Stored data:

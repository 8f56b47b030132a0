//! Declarative macros for tags and closed tagged unions.

/// Declare a tag type.
///
/// `tag!(pub Shipped => Shipment)` declares a tag whose payload is a
/// `Shipment`. The short form `tag!(pub Usd)` declares a marker tag: its
/// payload is the `&'static str` label itself, obtained with
/// [`Tagged::marker`](crate::Tagged::marker).
///
/// The declared type is uninhabited; it only exists at the type level.
///
/// ```
/// use statecraft_types::{Tagged, tag};
///
/// tag!(pub Usd);
/// tag!(pub Cents => u64);
///
/// assert_eq!(*Tagged::<Usd>::marker().value(), "Usd");
/// assert_eq!(Tagged::<Cents>::new(250).into_value(), 250);
/// ```
#[macro_export]
macro_rules! tag {
    ($(#[$meta:meta])* $vis:vis $name:ident => $payload:ty) => {
        $(#[$meta])*
        #[derive(Debug, Clone, Copy, PartialEq, Eq, Hash)]
        $vis enum $name {}

        impl $crate::Tag for $name {
            const NAME: &'static str = stringify!($name);
            type Payload = $payload;
        }
    };
    ($(#[$meta:meta])* $vis:vis $name:ident) => {
        $crate::tag!($(#[$meta])* $vis $name => &'static str);
    };
}

/// Declare a closed set of tagged variants.
///
/// Generates an `enum` with one variant per tag, a `tag()` accessor, a
/// `From<Tagged<_>>` conversion per variant, and a handler struct with one
/// field per variant. `match_tag` consumes the value and calls exactly the
/// handler matching its discriminant.
///
/// ```
/// use statecraft_types::{Tagged, tag, tagged_union};
///
/// tag!(Cash);
/// tag!(Card => String);
///
/// tagged_union! {
///     #[derive(Debug, Clone)]
///     pub enum Method with MethodHandlers {
///         Cash(Cash) => cash,
///         Card(Card) => card,
///     }
/// }
///
/// let method = Method::from(Tagged::<Card>::new("4111".to_owned()));
/// assert_eq!(method.tag(), "Card");
///
/// let label = method.match_tag(MethodHandlers {
///     cash: Box::new(|_| "cash".to_owned()),
///     card: Box::new(|card| format!("card {}", card.value())),
/// });
/// assert_eq!(label, "card 4111");
/// ```
///
/// Leaving out a handler is rejected when the handler struct is built:
///
/// ```compile_fail
/// use statecraft_types::{Tagged, tag, tagged_union};
///
/// tag!(Cash);
/// tag!(Card => String);
///
/// tagged_union! {
///     pub enum Method with MethodHandlers {
///         Cash(Cash) => cash,
///         Card(Card) => card,
///     }
/// }
///
/// let method = Method::from(Tagged::<Cash>::marker());
/// let label: &str = method.match_tag(MethodHandlers {
///     cash: Box::new(|_| "cash"),
/// });
/// ```
///
/// and so is a plain `match` that skips a variant:
///
/// ```compile_fail
/// use statecraft_types::{Tagged, tag, tagged_union};
///
/// tag!(Cash);
/// tag!(Card => String);
///
/// tagged_union! {
///     pub enum Method with MethodHandlers {
///         Cash(Cash) => cash,
///         Card(Card) => card,
///     }
/// }
///
/// let method = Method::from(Tagged::<Cash>::marker());
/// let label = match method {
///     Method::Cash(_) => "cash",
/// };
/// ```
#[macro_export]
macro_rules! tagged_union {
    (
        $(#[$meta:meta])*
        $vis:vis enum $name:ident with $handlers:ident {
            $( $variant:ident ( $tag:ty ) => $field:ident ),+ $(,)?
        }
    ) => {
        $(#[$meta])*
        $vis enum $name {
            $( $variant($crate::Tagged<$tag>), )+
        }

        /// One handler per variant of the union.
        $vis struct $handlers<'a, R> {
            $( pub $field: Box<dyn FnOnce($crate::Tagged<$tag>) -> R + 'a>, )+
        }

        impl $name {
            #[must_use]
            pub fn tag(&self) -> &'static str {
                match self {
                    $( Self::$variant(value) => value.tag(), )+
                }
            }

            /// Dispatch to the handler for this value's discriminant.
            pub fn match_tag<R>(self, handlers: $handlers<'_, R>) -> R {
                match self {
                    $( Self::$variant(value) => (handlers.$field)(value), )+
                }
            }
        }

        $(
            impl From<$crate::Tagged<$tag>> for $name {
                fn from(value: $crate::Tagged<$tag>) -> Self {
                    Self::$variant(value)
                }
            }
        )+
    };
}

#[cfg(test)]
mod tests {
    use std::cell::Cell;

    use crate::Tagged;

    tag!(Pending => u32);
    tag!(Running => u32);
    tag!(Done);

    tagged_union! {
        #[derive(Debug, Clone, PartialEq)]
        enum Job with JobHandlers {
            Pending(Pending) => pending,
            Running(Running) => running,
            Done(Done) => done,
        }
    }

    fn all_jobs() -> Vec<Job> {
        vec![
            Tagged::<Pending>::new(1).into(),
            Tagged::<Running>::new(2).into(),
            Tagged::<Done>::marker().into(),
        ]
    }

    #[test]
    fn tag_follows_variant() {
        let tags: Vec<&str> = all_jobs().iter().map(Job::tag).collect();
        assert_eq!(tags, vec!["Pending", "Running", "Done"]);
    }

    #[test]
    fn match_tag_calls_exactly_one_handler_once() {
        for job in all_jobs() {
            let expected = job.tag();
            let pending = Cell::new(0);
            let running = Cell::new(0);
            let done = Cell::new(0);

            let seen = job.match_tag(JobHandlers {
                pending: Box::new(|value| {
                    pending.set(pending.get() + 1);
                    value.tag()
                }),
                running: Box::new(|value| {
                    running.set(running.get() + 1);
                    value.tag()
                }),
                done: Box::new(|value| {
                    done.set(done.get() + 1);
                    value.tag()
                }),
            });

            assert_eq!(seen, expected);
            assert_eq!(pending.get() + running.get() + done.get(), 1);
        }
    }

    #[test]
    fn handler_receives_narrowed_payload() {
        let job: Job = Tagged::<Running>::new(7).into();
        let payload = job.match_tag(JobHandlers {
            pending: Box::new(|_| None),
            running: Box::new(|value| Some(value.into_value())),
            done: Box::new(|_| None),
        });
        assert_eq!(payload, Some(7));
    }
}
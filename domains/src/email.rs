//! Email verification: unverified → verified.

use std::fmt;

use serde::{Deserialize, Serialize};
use statecraft_core::{ContextError, ContextKey, pipe_result_with_context};
use statecraft_types::{Tagged, create_tagged, tag, tagged_union};
use thiserror::Error;
use tracing::{debug, warn};

#[derive(Debug, Clone, PartialEq, Eq, Error)]
pub enum EmailError {
    #[error("malformed email address: {0:?}")]
    Malformed(String),
    #[error("email address is {len} characters long, the limit is {max}")]
    TooLong { len: usize, max: usize },
    #[error("verification code must be exactly six digits")]
    InvalidCode,
    #[error("verification code does not match")]
    CodeMismatch,
    #[error(transparent)]
    Context(#[from] ContextError),
}

/// A syntactically valid, lowercased email address.
#[derive(Debug, Clone, PartialEq, Eq, Hash, Serialize, Deserialize)]
#[serde(try_from = "String", into = "String")]
pub struct EmailAddress(String);

impl EmailAddress {
    const MAX_LEN: usize = 254;

    pub fn parse(raw: &str) -> Result<Self, EmailError> {
        let address = raw.trim().to_ascii_lowercase();
        if address.len() > Self::MAX_LEN {
            return Err(EmailError::TooLong {
                len: address.len(),
                max: Self::MAX_LEN,
            });
        }

        let malformed = || EmailError::Malformed(raw.to_owned());
        let (local, domain) = address.split_once('@').ok_or_else(malformed)?;
        let domain_ok = domain
            .split_once('.')
            .is_some_and(|(host, _)| !host.is_empty())
            && !domain.ends_with('.');
        if local.is_empty()
            || !domain_ok
            || domain.contains('@')
            || address.chars().any(char::is_whitespace)
        {
            return Err(malformed());
        }
        Ok(Self(address))
    }

    #[must_use]
    pub fn as_str(&self) -> &str {
        &self.0
    }

    #[must_use]
    pub fn domain(&self) -> &str {
        self.0.split_once('@').map_or("", |(_, domain)| domain)
    }
}

impl TryFrom<String> for EmailAddress {
    type Error = EmailError;

    fn try_from(value: String) -> Result<Self, Self::Error> {
        Self::parse(&value)
    }
}

impl From<EmailAddress> for String {
    fn from(value: EmailAddress) -> Self {
        value.0
    }
}

impl fmt::Display for EmailAddress {
    fn fmt(&self, f: &mut fmt::Formatter<'_>) -> fmt::Result {
        f.write_str(&self.0)
    }
}

/// A six-digit one-time code.
#[derive(Debug, Clone, Copy, PartialEq, Eq, Hash)]
pub struct VerificationCode([u8; 6]);

impl VerificationCode {
    pub fn parse(raw: &str) -> Result<Self, EmailError> {
        let digits: [u8; 6] = raw
            .trim()
            .as_bytes()
            .try_into()
            .map_err(|_| EmailError::InvalidCode)?;
        if digits.iter().all(u8::is_ascii_digit) {
            Ok(Self(digits))
        } else {
            Err(EmailError::InvalidCode)
        }
    }
}

#[derive(Debug, Clone, PartialEq, Eq)]
pub struct PendingVerification {
    pub address: EmailAddress,
    code: VerificationCode,
}

tag!(pub Unverified => PendingVerification);
tag!(pub Verified => EmailAddress);

pub type UnverifiedEmail = Tagged<Unverified>;
pub type VerifiedEmail = Tagged<Verified>;

tagged_union! {
    #[derive(Debug, Clone, PartialEq, Eq)]
    pub enum EmailState with EmailStateHandlers {
        Unverified(Unverified) => unverified,
        Verified(Verified) => verified,
    }
}

impl EmailState {
    #[must_use]
    pub fn address(&self) -> &EmailAddress {
        match self {
            Self::Unverified(email) => &email.value().address,
            Self::Verified(email) => email.value(),
        }
    }
}

/// Record `raw` as awaiting confirmation with the code that was sent to it.
pub fn register(raw: &str, issued_code: &str) -> Result<UnverifiedEmail, EmailError> {
    let address = EmailAddress::parse(raw)?;
    let code = VerificationCode::parse(issued_code)?;
    Ok(create_tagged(PendingVerification { address, code }))
}

pub fn verify(email: UnverifiedEmail, submitted: &str) -> Result<VerifiedEmail, EmailError> {
    let submitted = VerificationCode::parse(submitted)?;
    let pending = email.into_value();
    if pending.code != submitted {
        return Err(EmailError::CodeMismatch);
    }
    debug!(address = %pending.address, "email verified");
    Ok(create_tagged(pending.address))
}

const ADDRESS: ContextKey<EmailAddress> = ContextKey::new("address");

/// Register and immediately confirm an address.
pub fn register_and_verify(
    raw: &str,
    issued_code: &str,
    submitted: &str,
) -> Result<VerifiedEmail, EmailError> {
    pipe_result_with_context(EmailAddress::parse(raw))
        .set_context(|address, ctx| ctx.set(ADDRESS, address.clone()))
        .flat_map(|_, _| VerificationCode::parse(issued_code))
        .flat_map(|code, ctx| {
            let address = ctx.require(ADDRESS)?.clone();
            Ok::<_, EmailError>(create_tagged::<Unverified>(PendingVerification {
                address,
                code,
            }))
        })
        .flat_map(|pending, _| verify(pending, submitted))
        .tap_error(|err, ctx| {
            let address = ctx.get(ADDRESS).map(EmailAddress::as_str);
            warn!(?address, %err, "email verification failed");
        })
        .into_result()
}
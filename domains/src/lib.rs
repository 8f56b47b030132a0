//! Example domain models built on Statecraft.
//!
//! Each module encodes its states as distinct tagged types and wires its
//! transitions through the pipelines from `statecraft-core`:
//!
//! - [`package`]: unshipped → shipped → delivered.
//! - [`payment`]: validated cards and cash with currency markers.
//! - [`cart`]: empty → active → paid.
//! - [`email`]: unverified → verified.

pub mod cart;
pub mod email;
pub mod package;
pub mod payment;
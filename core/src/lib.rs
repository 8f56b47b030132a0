//! Result algebra and combinator pipelines for Statecraft.
//!
//! Pure, synchronous transformations over immutable values:
//!
//! - [`outcome`]: constructors and predicates over `Result`.
//! - [`Pipeline`]: a fluent wrapper that short-circuits on the first error.
//! - [`ContextPipeline`]: the same rules, plus an append-only [`Context`]
//!   that later steps can read.

pub mod context;
mod context_pipeline;
pub mod outcome;
mod pipeline;

pub use context::{Context, ContextError, ContextKey};
pub use context_pipeline::{ContextPipeline, pipe_result_with_context, pipe_with_context};
pub use outcome::{error, is_error, is_ok, ok};
pub use pipeline::{Pipeline, pipe_error, pipe_ok, pipe_result};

### What the task requires
Return each full line of the entries that contains the word "TooLong".

### Your solution
    TooLong { len: usize, max: usize },
            return Err(EmailError::TooLong {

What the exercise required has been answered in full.